An owner who desires to “construct, reconstruct, alter or demolish any improvement on a
landmark . . . or containing an interior landmark” must file an application for a certificate
of appropriateness (id. § 25-307 [a]). Upon submission of a request for such certificate,
“the [LPC] shall determine whether the proposed work would be appropriate for and
consistent with the effectuation of the purposes of [the Landmarks Preservation Law]”
(id.). If the LPC determines that the proposed work furthers the statute’s purposes, then
the LPC “shall grant” the certificate (id.). If it determines to the contrary, “it shall deny
the applicant’s request” (id.). While an applicant can modify its proposal to address
concerns raised during this process, the LPC cannot approve actions in contravention of
the statutory purposes and public policy of the Landmarks Preservation Law.

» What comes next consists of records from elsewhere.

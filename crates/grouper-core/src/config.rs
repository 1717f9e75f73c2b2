//! Runtime configuration for one GROUP BY invocation.
//!
//! Limits are policy-owned by the caller and passed down explicitly; the
//! hash table never reads process-wide parameters.

use crate::error::InternalError;
use serde::Deserialize;

/// Default hash-table byte budget (2 MiB).
pub const DEFAULT_MAX_HASH_BYTES: u64 = 2 * 1024 * 1024;

/// Rows the hash table must see before selectivity is judged.
pub const DEFAULT_SELECTIVITY_TUPLE_THRESHOLD: u32 = 200;

/// Groups-per-row ratio above which hashing is abandoned.
pub const DEFAULT_SELECTIVITY_RATIO_THRESHOLD: f32 = 0.5;

/// Upper bound on one encoded spill record (4 MiB).
pub const DEFAULT_MAX_SPILL_RECORD_BYTES: usize = 4 * 1024 * 1024;

///
/// GroupByConfig
///
/// Hash eligibility, memory budget and selectivity gate for one GROUP BY.
/// Deserializes with per-field defaults so it can be embedded in a host
/// configuration document.
///

#[derive(Clone, Copy, Debug, Deserialize, PartialEq)]
#[serde(default)]
pub struct GroupByConfig {
    pub hash_eligible: bool,
    pub max_hash_bytes: u64,
    pub selectivity_tuple_threshold: u32,
    pub selectivity_ratio_threshold: f32,
    pub regenerate_first_row: bool,
    pub max_spill_record_bytes: usize,
    pub debug: bool,
}

impl GroupByConfig {
    #[must_use]
    pub const fn new() -> Self {
        Self {
            hash_eligible: true,
            max_hash_bytes: DEFAULT_MAX_HASH_BYTES,
            selectivity_tuple_threshold: DEFAULT_SELECTIVITY_TUPLE_THRESHOLD,
            selectivity_ratio_threshold: DEFAULT_SELECTIVITY_RATIO_THRESHOLD,
            regenerate_first_row: false,
            max_spill_record_bytes: DEFAULT_MAX_SPILL_RECORD_BYTES,
            debug: false,
        }
    }

    /// Sort-only configuration: every row goes straight to the direct stream.
    #[must_use]
    pub const fn hash_disabled() -> Self {
        let mut config = Self::new();
        config.hash_eligible = false;
        config
    }

    #[must_use]
    pub const fn with_max_hash_bytes(mut self, max_hash_bytes: u64) -> Self {
        self.max_hash_bytes = max_hash_bytes;
        self
    }

    #[must_use]
    pub const fn with_selectivity(mut self, tuple_threshold: u32, ratio_threshold: f32) -> Self {
        self.selectivity_tuple_threshold = tuple_threshold;
        self.selectivity_ratio_threshold = ratio_threshold;
        self
    }

    #[must_use]
    pub const fn with_regenerate_first_row(mut self, regenerate: bool) -> Self {
        self.regenerate_first_row = regenerate;
        self
    }

    #[must_use]
    pub const fn with_debug(mut self, debug: bool) -> Self {
        self.debug = debug;
        self
    }

    /// Reject configurations the hash phase cannot honor.
    pub fn validate(&self) -> Result<(), InternalError> {
        let ratio = self.selectivity_ratio_threshold;
        if !(ratio > 0.0 && ratio <= 1.0) {
            return Err(InternalError::config_unsupported(format!(
                "selectivity ratio threshold must be in (0, 1], found {ratio}"
            )));
        }
        if self.max_spill_record_bytes == 0 {
            return Err(InternalError::config_unsupported(
                "max spill record bytes must be positive",
            ));
        }

        Ok(())
    }
}

impl Default for GroupByConfig {
    fn default() -> Self {
        Self::new()
    }
}

///
/// TESTS
///
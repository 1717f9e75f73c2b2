use crate::{
    error::InternalError,
    exec::{row::Row, spec::GroupBySpecError},
    value::Value,
};
use derive_more::Display;

///
/// AggregateKind
///

#[derive(Clone, Copy, Debug, Display, Eq, PartialEq)]
pub enum AggregateKind {
    #[display("COUNT(*)")]
    CountStar,
    #[display("COUNT")]
    Count,
    #[display("SUM")]
    Sum,
    #[display("AVG")]
    Avg,
    #[display("MIN")]
    Min,
    #[display("MAX")]
    Max,
    #[display("BIT_AND")]
    BitAnd,
    #[display("BIT_OR")]
    BitOr,
    #[display("BIT_XOR")]
    BitXor,
    #[display("VARIANCE")]
    Variance,
    #[display("VAR_POP")]
    VarPop,
    #[display("VAR_SAMP")]
    VarSamp,
    #[display("STDDEV")]
    Stddev,
    #[display("STDDEV_POP")]
    StddevPop,
    #[display("STDDEV_SAMP")]
    StddevSamp,
    #[display("MEDIAN")]
    Median,
    #[display("PERCENTILE_CONT")]
    PercentileCont,
    #[display("PERCENTILE_DISC")]
    PercentileDisc,
}

impl AggregateKind {
    #[must_use]
    pub const fn requires_input(self) -> bool {
        !matches!(self, Self::CountStar)
    }

    #[must_use]
    pub const fn requires_percentile(self) -> bool {
        matches!(self, Self::PercentileCont | Self::PercentileDisc)
    }
}

///
/// AggregateSpec
///
/// One aggregate call: the function, its input slot and, for percentile
/// functions, the requested fraction. `distinct` folds each distinct
/// non-NULL input once per group.
///

#[derive(Clone, Copy, Debug, PartialEq)]
pub struct AggregateSpec {
    pub kind: AggregateKind,
    pub input: Option<usize>,
    pub percentile: Option<f64>,
    pub distinct: bool,
}

impl AggregateSpec {
    #[must_use]
    pub const fn new(kind: AggregateKind, input: usize) -> Self {
        Self {
            kind,
            input: Some(input),
            percentile: None,
            distinct: false,
        }
    }

    #[must_use]
    pub const fn count_star() -> Self {
        Self {
            kind: AggregateKind::CountStar,
            input: None,
            percentile: None,
            distinct: false,
        }
    }

    #[must_use]
    pub const fn count(input: usize) -> Self {
        Self::new(AggregateKind::Count, input)
    }

    #[must_use]
    pub const fn sum(input: usize) -> Self {
        Self::new(AggregateKind::Sum, input)
    }

    #[must_use]
    pub const fn avg(input: usize) -> Self {
        Self::new(AggregateKind::Avg, input)
    }

    #[must_use]
    pub const fn min(input: usize) -> Self {
        Self::new(AggregateKind::Min, input)
    }

    #[must_use]
    pub const fn max(input: usize) -> Self {
        Self::new(AggregateKind::Max, input)
    }

    #[must_use]
    pub const fn median(input: usize) -> Self {
        Self::new(AggregateKind::Median, input)
    }

    #[must_use]
    pub const fn percentile_cont(input: usize, fraction: f64) -> Self {
        Self {
            kind: AggregateKind::PercentileCont,
            input: Some(input),
            percentile: Some(fraction),
            distinct: false,
        }
    }

    #[must_use]
    pub const fn percentile_disc(input: usize, fraction: f64) -> Self {
        Self {
            kind: AggregateKind::PercentileDisc,
            input: Some(input),
            percentile: Some(fraction),
            distinct: false,
        }
    }

    /// De-duplicate the operand before aggregating, as in `SUM(DISTINCT x)`.
    #[must_use]
    pub const fn with_distinct(mut self) -> Self {
        self.distinct = true;
        self
    }

    /// Check the call shape: required input present, percentile in `[0, 1]`.
    pub fn validate(&self) -> Result<(), GroupBySpecError> {
        if self.distinct && !self.kind.requires_input() {
            return Err(GroupBySpecError::DistinctWithoutInput { kind: self.kind });
        }
        if self.kind.requires_input() && self.input.is_none() {
            return Err(GroupBySpecError::MissingInput { kind: self.kind });
        }
        if self.kind.requires_percentile() {
            let Some(fraction) = self.percentile else {
                return Err(GroupBySpecError::MissingPercentile { kind: self.kind });
            };
            if !(0.0..=1.0).contains(&fraction) {
                return Err(GroupBySpecError::PercentileOutOfRange {
                    kind: self.kind,
                    fraction,
                });
            }
        }

        Ok(())
    }

    /// Fraction used at finalize; MEDIAN is the 0.5 continuous percentile.
    pub(crate) fn fraction(&self) -> f64 {
        match self.kind {
            AggregateKind::Median => 0.5,
            _ => self.percentile.unwrap_or(0.5),
        }
    }

    /// Read this aggregate's input value from `row`; `None` for COUNT(*).
    pub(crate) fn input_value<'r>(&self, row: &'r Row) -> Result<Option<&'r Value>, InternalError> {
        let Some(slot) = self.input else {
            return Ok(None);
        };

        row.get(slot).map(Some).ok_or_else(|| {
            InternalError::aggregate_invariant(format!(
                "{} input slot {slot} out of range for row of width {}",
                self.kind,
                row.len()
            ))
        })
    }
}
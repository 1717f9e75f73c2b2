//! Module: exec::key
//! Responsibility: group-key extraction, owned/borrowed key flavors and key hashing.
//! Does not own: key ordering policy (see `order`).
//! Boundary: every container (hash table, spill stream, driver) stores only owned keys.

mod order;


use crate::{
    error::InternalError,
    exec::row::Row,
    value::{StableHash, Value, canonical_cmp, stable_hash_values},
};
use serde::{Deserialize, Serialize};
use std::{borrow::Cow, cmp::Ordering, mem::size_of};

pub use order::{KeyComparison, KeyOrder, NullOrder, SortColumn, SortDirection};

///
/// ColumnAccessor
///
/// Reads one grouping value out of a row. Accessors may borrow from the row
/// or compute a fresh value.
///

pub trait ColumnAccessor {
    fn value<'r>(&self, row: &'r Row) -> Result<Cow<'r, Value>, InternalError>;

    /// Positional slot read by this accessor, when it reads exactly one.
    fn slot(&self) -> Option<usize> {
        None
    }
}

///
/// SlotAccessor
///
/// Positional accessor reading one slot of the row.
///

#[derive(Clone, Copy, Debug, Eq, PartialEq)]
pub struct SlotAccessor(pub usize);

impl ColumnAccessor for SlotAccessor {
    fn value<'r>(&self, row: &'r Row) -> Result<Cow<'r, Value>, InternalError> {
        row.get(self.0).map(Cow::Borrowed).ok_or_else(|| {
            InternalError::key_invariant(format!(
                "grouping slot {} out of range for row of width {}",
                self.0,
                row.len()
            ))
        })
    }

    fn slot(&self) -> Option<usize> {
        Some(self.0)
    }
}

///
/// KeyAccessors
///
/// Ordered accessor list defining the grouping columns.
///

pub struct KeyAccessors {
    columns: Vec<Box<dyn ColumnAccessor>>,
}

impl KeyAccessors {
    #[must_use]
    pub fn new(columns: Vec<Box<dyn ColumnAccessor>>) -> Self {
        Self { columns }
    }

    /// Accessor list reading the given positional slots, in order.
    #[must_use]
    pub fn slots(slots: &[usize]) -> Self {
        Self::new(
            slots
                .iter()
                .map(|&slot| Box::new(SlotAccessor(slot)) as Box<dyn ColumnAccessor>)
                .collect(),
        )
    }

    #[must_use]
    pub fn len(&self) -> usize {
        self.columns.len()
    }

    /// Slots read by positional accessors, in column order.
    pub fn slots_read(&self) -> impl Iterator<Item = usize> {
        self.columns.iter().filter_map(|column| column.slot())
    }

    #[must_use]
    pub fn is_empty(&self) -> bool {
        self.columns.is_empty()
    }

    /// Build a lookup key borrowing from `row` wherever the accessor allows.
    pub fn borrowed<'r>(&self, row: &'r Row) -> Result<GroupKeyRef<'r>, InternalError> {
        let values = self
            .columns
            .iter()
            .map(|column| column.value(row))
            .collect::<Result<Vec<_>, _>>()?;
        let hash = stable_hash_values(values.iter().map(AsRef::as_ref));

        Ok(GroupKeyRef { values, hash })
    }

    /// Build an owned key, deep-copying the grouping values.
    pub fn owned(&self, row: &Row) -> Result<GroupKey, InternalError> {
        Ok(self.borrowed(row)?.to_owned_key())
    }
}

impl std::fmt::Debug for KeyAccessors {
    fn fmt(&self, f: &mut std::fmt::Formatter<'_>) -> std::fmt::Result {
        f.debug_struct("KeyAccessors")
            .field("columns", &self.columns.len())
            .finish()
    }
}

///
/// GroupKeyRef
///
/// Borrowed lookup key. Lives only as long as the row it was read from;
/// containers convert it with [`GroupKeyRef::to_owned_key`] before storing.
///

#[derive(Debug)]
pub struct GroupKeyRef<'r> {
    values: Vec<Cow<'r, Value>>,
    hash: StableHash,
}

impl GroupKeyRef<'_> {
    #[must_use]
    pub(crate) const fn hash(&self) -> StableHash {
        self.hash
    }

    pub fn values(&self) -> impl Iterator<Item = &Value> {
        self.values.iter().map(AsRef::as_ref)
    }

    /// Canonical equality against a stored key.
    #[must_use]
    pub fn matches(&self, key: &GroupKey) -> bool {
        self.hash == key.hash
            && self.values.len() == key.values.len()
            && self
                .values()
                .zip(&key.values)
                .all(|(left, right)| canonical_cmp(left, right) == Ordering::Equal)
    }

    #[must_use]
    pub fn to_owned_key(&self) -> GroupKey {
        GroupKey {
            values: self.values().cloned().collect(),
            hash: self.hash,
        }
    }
}

///
/// GroupKey
///
/// Owned group key: the grouping values plus their stable hash.
///

#[derive(Clone, Debug, Deserialize, Eq, PartialEq, Serialize)]
#[serde(from = "Vec<Value>", into = "Vec<Value>")]
pub struct GroupKey {
    values: Vec<Value>,
    hash: StableHash,
}

impl GroupKey {
    #[must_use]
    pub fn new(values: Vec<Value>) -> Self {
        let hash = stable_hash_values(&values);

        Self { values, hash }
    }

    #[must_use]
    pub fn values(&self) -> &[Value] {
        &self.values
    }

    #[must_use]
    pub fn into_values(self) -> Vec<Value> {
        self.values
    }

    #[must_use]
    pub const fn len(&self) -> usize {
        self.values.len()
    }

    #[must_use]
    pub const fn is_empty(&self) -> bool {
        self.values.is_empty()
    }

    #[must_use]
    pub(crate) const fn hash(&self) -> StableHash {
        self.hash
    }

    /// Copy of this key with every column from `prefix_len` onward set to NULL.
    #[must_use]
    pub fn with_null_suffix(&self, prefix_len: usize) -> Vec<Value> {
        self.values
            .iter()
            .enumerate()
            .map(|(idx, value)| {
                if idx < prefix_len {
                    value.clone()
                } else {
                    Value::Null
                }
            })
            .collect()
    }

    #[must_use]
    pub fn estimated_size(&self) -> usize {
        self.values
            .iter()
            .map(Value::estimated_size)
            .fold(size_of::<Self>(), usize::saturating_add)
    }
}

impl From<Vec<Value>> for GroupKey {
    fn from(values: Vec<Value>) -> Self {
        Self::new(values)
    }
}

impl From<GroupKey> for Vec<Value> {
    fn from(key: GroupKey) -> Self {
        key.values
    }
}
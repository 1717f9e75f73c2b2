use std::fmt;
use thiserror::Error as ThisError;

///
/// InternalError
///
/// Structured runtime error with a stable internal classification.
/// Every GROUP BY failure is fatal for the invocation and surfaces through
/// this single type; callers branch on `class`, never on `message`.
///

#[derive(Debug, ThisError)]
#[error("{message}")]
pub struct InternalError {
    pub class: ErrorClass,
    pub origin: ErrorOrigin,
    pub message: String,

    /// Optional structured error detail.
    pub detail: Option<ErrorDetail>,
}

impl InternalError {
    /// Construct an InternalError without structured detail.
    pub fn new(class: ErrorClass, origin: ErrorOrigin, message: impl Into<String>) -> Self {
        Self {
            class,
            origin,
            message: message.into(),
            detail: None,
        }
    }

    /// Construct an out-of-memory error for one named resource.
    pub(crate) fn out_of_memory(
        origin: ErrorOrigin,
        resource: &'static str,
        requested: u64,
    ) -> Self {
        Self {
            class: ErrorClass::OutOfMemory,
            origin,
            message: format!("allocation failed for {resource}: requested={requested}"),
            detail: Some(ErrorDetail::Memory(MemoryError::AllocationFailed {
                resource,
                requested,
            })),
        }
    }

    /// Construct a spill-origin serialization failure.
    pub(crate) fn spill_serialization(message: impl Into<String>) -> Self {
        Self::new(ErrorClass::Serialization, ErrorOrigin::Spill, message.into())
    }

    /// Construct a key-origin comparator failure.
    pub(crate) fn key_comparator(message: impl Into<String>) -> Self {
        Self::new(ErrorClass::Comparator, ErrorOrigin::Key, message.into())
    }

    /// Construct a key-origin invariant violation.
    pub(crate) fn key_invariant(message: impl Into<String>) -> Self {
        Self::new(
            ErrorClass::InvariantViolation,
            ErrorOrigin::Key,
            message.into(),
        )
    }

    /// Construct a predicate failure raised while evaluating one group.
    pub(crate) fn predicate(message: impl Into<String>) -> Self {
        Self::new(ErrorClass::Predicate, ErrorOrigin::Driver, message.into())
    }

    /// Construct a cooperative-cancellation error.
    pub(crate) fn interrupted(origin: ErrorOrigin) -> Self {
        Self::new(
            ErrorClass::Interrupted,
            origin,
            format!("group by interrupted during {origin}"),
        )
    }

    /// Construct a hash-table invariant violation.
    pub(crate) fn hash_invariant(message: impl Into<String>) -> Self {
        Self::new(
            ErrorClass::InvariantViolation,
            ErrorOrigin::Hash,
            message.into(),
        )
    }

    /// Construct a driver invariant violation.
    pub(crate) fn driver_invariant(message: impl Into<String>) -> Self {
        Self::new(
            ErrorClass::InvariantViolation,
            ErrorOrigin::Driver,
            message.into(),
        )
    }

    /// Construct a rollup invariant violation.
    pub(crate) fn rollup_invariant(message: impl Into<String>) -> Self {
        Self::new(
            ErrorClass::InvariantViolation,
            ErrorOrigin::Rollup,
            message.into(),
        )
    }

    /// Construct an aggregate-origin invariant violation.
    pub(crate) fn aggregate_invariant(message: impl Into<String>) -> Self {
        Self::new(
            ErrorClass::InvariantViolation,
            ErrorOrigin::Aggregate,
            message.into(),
        )
    }

    /// Construct an aggregate-origin unsupported error.
    pub(crate) fn aggregate_unsupported(message: impl Into<String>) -> Self {
        Self::new(
            ErrorClass::Unsupported,
            ErrorOrigin::Aggregate,
            message.into(),
        )
    }

    /// Construct an aggregate-origin arithmetic overflow.
    pub(crate) fn aggregate_overflow(message: impl Into<String>) -> Self {
        Self::new(ErrorClass::Overflow, ErrorOrigin::Aggregate, message.into())
    }

    /// Construct a sort-origin invariant violation.
    pub(crate) fn sort_invariant(message: impl Into<String>) -> Self {
        Self::new(
            ErrorClass::InvariantViolation,
            ErrorOrigin::Sort,
            message.into(),
        )
    }

    /// Construct a config-origin unsupported error.
    pub(crate) fn config_unsupported(message: impl Into<String>) -> Self {
        Self::new(ErrorClass::Unsupported, ErrorOrigin::Config, message.into())
    }

    #[must_use]
    pub const fn is_out_of_memory(&self) -> bool {
        matches!(self.class, ErrorClass::OutOfMemory)
    }

    #[must_use]
    pub const fn is_interrupted(&self) -> bool {
        matches!(self.class, ErrorClass::Interrupted)
    }

    #[must_use]
    pub fn display_with_class(&self) -> String {
        format!("{}:{}: {}", self.origin, self.class, self.message)
    }
}

///
/// ErrorDetail
///
/// Structured, origin-specific error detail carried by [`InternalError`].
///

#[derive(Debug, ThisError)]
pub enum ErrorDetail {
    #[error("{0}")]
    Memory(MemoryError),
}

///
/// MemoryError
///
/// Memory-specific structured error detail.
/// Never returned directly; always wrapped in [`ErrorDetail::Memory`].
///

#[derive(Debug, ThisError)]
pub enum MemoryError {
    #[error("allocation failed for {resource}: requested={requested}")]
    AllocationFailed {
        resource: &'static str,
        requested: u64,
    },
}

///
/// ErrorClass
/// Internal error taxonomy for runtime classification.
///

#[derive(Clone, Copy, Debug, Eq, PartialEq)]
pub enum ErrorClass {
    OutOfMemory,
    Serialization,
    Comparator,
    Predicate,
    Interrupted,
    InvariantViolation,
    Overflow,
    Unsupported,
}

impl fmt::Display for ErrorClass {
    fn fmt(&self, f: &mut fmt::Formatter<'_>) -> fmt::Result {
        let label = match self {
            Self::OutOfMemory => "out_of_memory",
            Self::Serialization => "serialization",
            Self::Comparator => "comparator",
            Self::Predicate => "predicate",
            Self::Interrupted => "interrupted",
            Self::InvariantViolation => "invariant_violation",
            Self::Overflow => "overflow",
            Self::Unsupported => "unsupported",
        };
        write!(f, "{label}")
    }
}

///
/// ErrorOrigin
/// Internal origin taxonomy for runtime classification.
///

#[derive(Clone, Copy, Debug, Eq, PartialEq)]
pub enum ErrorOrigin {
    Serialize,
    Spill,
    Hash,
    Sort,
    Driver,
    Rollup,
    Aggregate,
    Key,
    Config,
}

impl fmt::Display for ErrorOrigin {
    fn fmt(&self, f: &mut fmt::Formatter<'_>) -> fmt::Result {
        let label = match self {
            Self::Serialize => "serialize",
            Self::Spill => "spill",
            Self::Hash => "hash",
            Self::Sort => "sort",
            Self::Driver => "driver",
            Self::Rollup => "rollup",
            Self::Aggregate => "aggregate",
            Self::Key => "key",
            Self::Config => "config",
        };
        write!(f, "{label}")
    }
}

///
/// TESTS
///
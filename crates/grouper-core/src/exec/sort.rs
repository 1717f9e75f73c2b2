//! Comparator-driven sort boundary.
//!
//! The core treats sorting as a black box over an owned record vector. The
//! comparator may fail (incomparable keys); the first failure aborts the sort.

use crate::error::{ErrorOrigin, InternalError};
use std::{cmp::Ordering, mem::size_of};

///
/// ExternalSort
///
/// Stable sort over owned records with a fallible comparator.
///

pub trait ExternalSort {
    fn sort_by<T, F>(&self, records: Vec<T>, compare: F) -> Result<Vec<T>, InternalError>
    where
        F: FnMut(&T, &T) -> Result<Ordering, InternalError>;
}

///
/// InMemorySort
///
/// Bottom-up merge sort held entirely in memory. Passes alternate between
/// two buffers reserved once up front, so a sort allocates O(1) times.
///
/// `slice::sort_by` is not used: once the comparator fails its answers are
/// no longer a total order, and the std sort may panic on that.
///

#[derive(Clone, Copy, Debug, Default)]
pub struct InMemorySort;

impl ExternalSort for InMemorySort {
    fn sort_by<T, F>(&self, records: Vec<T>, mut compare: F) -> Result<Vec<T>, InternalError>
    where
        F: FnMut(&T, &T) -> Result<Ordering, InternalError>,
    {
        merge_sort(records, &mut compare)
    }
}

fn merge_sort<T, F>(records: Vec<T>, compare: &mut F) -> Result<Vec<T>, InternalError>
where
    F: FnMut(&T, &T) -> Result<Ordering, InternalError>,
{
    let len = records.len();
    if len <= 1 {
        return Ok(records);
    }

    let mut src = reserve_buffer::<T>(len)?;
    src.extend(records.into_iter().map(Some));
    let mut dst = reserve_buffer::<T>(len)?;

    let mut width = 1;
    while width < len {
        dst.clear();
        let mut start = 0;
        while start < len {
            let mid = start.saturating_add(width).min(len);
            let end = mid.saturating_add(width).min(len);
            merge_runs(&mut src, &mut dst, (start, mid, end), compare)?;
            start = end;
        }
        std::mem::swap(&mut src, &mut dst);
        width = width.saturating_mul(2);
    }

    src.into_iter()
        .map(|slot| {
            slot.ok_or_else(|| InternalError::sort_invariant("merge pass dropped a record"))
        })
        .collect()
}

// Move `src[start..mid]` and `src[mid..end]` into `dst` in merged order.
fn merge_runs<T, F>(
    src: &mut [Option<T>],
    dst: &mut Vec<Option<T>>,
    (start, mid, end): (usize, usize, usize),
    compare: &mut F,
) -> Result<(), InternalError>
where
    F: FnMut(&T, &T) -> Result<Ordering, InternalError>,
{
    let (mut left, mut right) = (start, mid);
    while left < mid && right < end {
        // Ties take from the left run to keep the sort stable.
        let take_right = match (&src[left], &src[right]) {
            (Some(l), Some(r)) => compare(r, l)? == Ordering::Less,
            _ => return Err(InternalError::sort_invariant("merge run slot already taken")),
        };
        if take_right {
            dst.push(src[right].take());
            right += 1;
        } else {
            dst.push(src[left].take());
            left += 1;
        }
    }
    dst.extend(src[left..mid].iter_mut().map(Option::take));
    dst.extend(src[right..end].iter_mut().map(Option::take));

    Ok(())
}

fn reserve_buffer<T>(len: usize) -> Result<Vec<Option<T>>, InternalError> {
    let mut buffer = Vec::new();
    buffer.try_reserve_exact(len).map_err(|_| {
        InternalError::out_of_memory(
            ErrorOrigin::Sort,
            "sort merge buffer",
            u64::try_from(len.saturating_mul(size_of::<Option<T>>())).unwrap_or(u64::MAX),
        )
    })?;

    Ok(buffer)
}

///
/// TESTS
///

#[cfg(test)]
mod tests {
    use super::*;
    use crate::error::ErrorClass;

    #[test]
    fn sorts_and_keeps_ties_stable() {
        let records = vec![(3, 'a'), (1, 'b'), (3, 'c'), (2, 'd'), (1, 'e')];

        let sorted = InMemorySort
            .sort_by(records, |l, r| Ok(l.0.cmp(&r.0)))
            .expect("sort");

        assert_eq!(sorted, vec![(1, 'b'), (1, 'e'), (2, 'd'), (3, 'a'), (3, 'c')]);
    }

    #[test]
    fn comparator_failure_aborts_sort() {
        let err = InMemorySort
            .sort_by(vec![1, 2, 3], |_, _| {
                Err(InternalError::key_comparator("incomparable"))
            })
            .expect_err("comparator error must propagate");

        assert_eq!(err.class, ErrorClass::Comparator);
    }

    #[test]
    fn odd_lengths_merge_trailing_runs() {
        let records: Vec<(u8, usize)> = [5, 3, 9, 3, 1, 5, 7, 3, 0, 9, 2]
            .into_iter()
            .enumerate()
            .map(|(at, key)| (key, at))
            .collect();
        let mut expected = records.clone();
        expected.sort_by_key(|record| record.0);

        let sorted = InMemorySort
            .sort_by(records, |l, r| Ok(l.0.cmp(&r.0)))
            .expect("sort");

        assert_eq!(sorted, expected);
    }

    #[test]
    fn comparator_failure_midway_returns_the_first_error() {
        let mut calls = 0;
        let err = InMemorySort
            .sort_by((0..64).rev().collect::<Vec<i32>>(), |l, r| {
                calls += 1;
                if calls == 20 {
                    return Err(InternalError::key_comparator("first failure"));
                }
                if calls > 20 {
                    return Err(InternalError::key_comparator("later failure"));
                }
                Ok(l.cmp(r))
            })
            .expect_err("comparator error must propagate");

        assert_eq!(err.message, "first failure");
        assert_eq!(calls, 20);
    }

    #[test]
    fn empty_and_single_inputs_pass_through() {
        let empty: Vec<u8> = InMemorySort
            .sort_by(Vec::new(), |l: &u8, r: &u8| Ok(l.cmp(r)))
            .expect("sort");
        assert!(empty.is_empty());

        let single = InMemorySort
            .sort_by(vec![9], |l: &i32, r: &i32| Ok(l.cmp(r)))
            .expect("sort");
        assert_eq!(single, vec![9]);
    }
}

In other
words, the LPC has no discretion other than in its determination as to whether the proposed
work is appropriate; it is wholly without power to grant a request that does not satisfy the
criteria set forth in the Landmarks Preservation Law or to deny a request that does. The
Council has further cabined the LPC’s decision-making authority by requiring that the LPC
“consider the effects of the proposed work upon the protection, enhancement, perpetuation
and use of” the exterior and interior architectural features “which cause it to possess a
special character or special historical or aesthetic interest or value” (id. § 25-307 [d], [e]).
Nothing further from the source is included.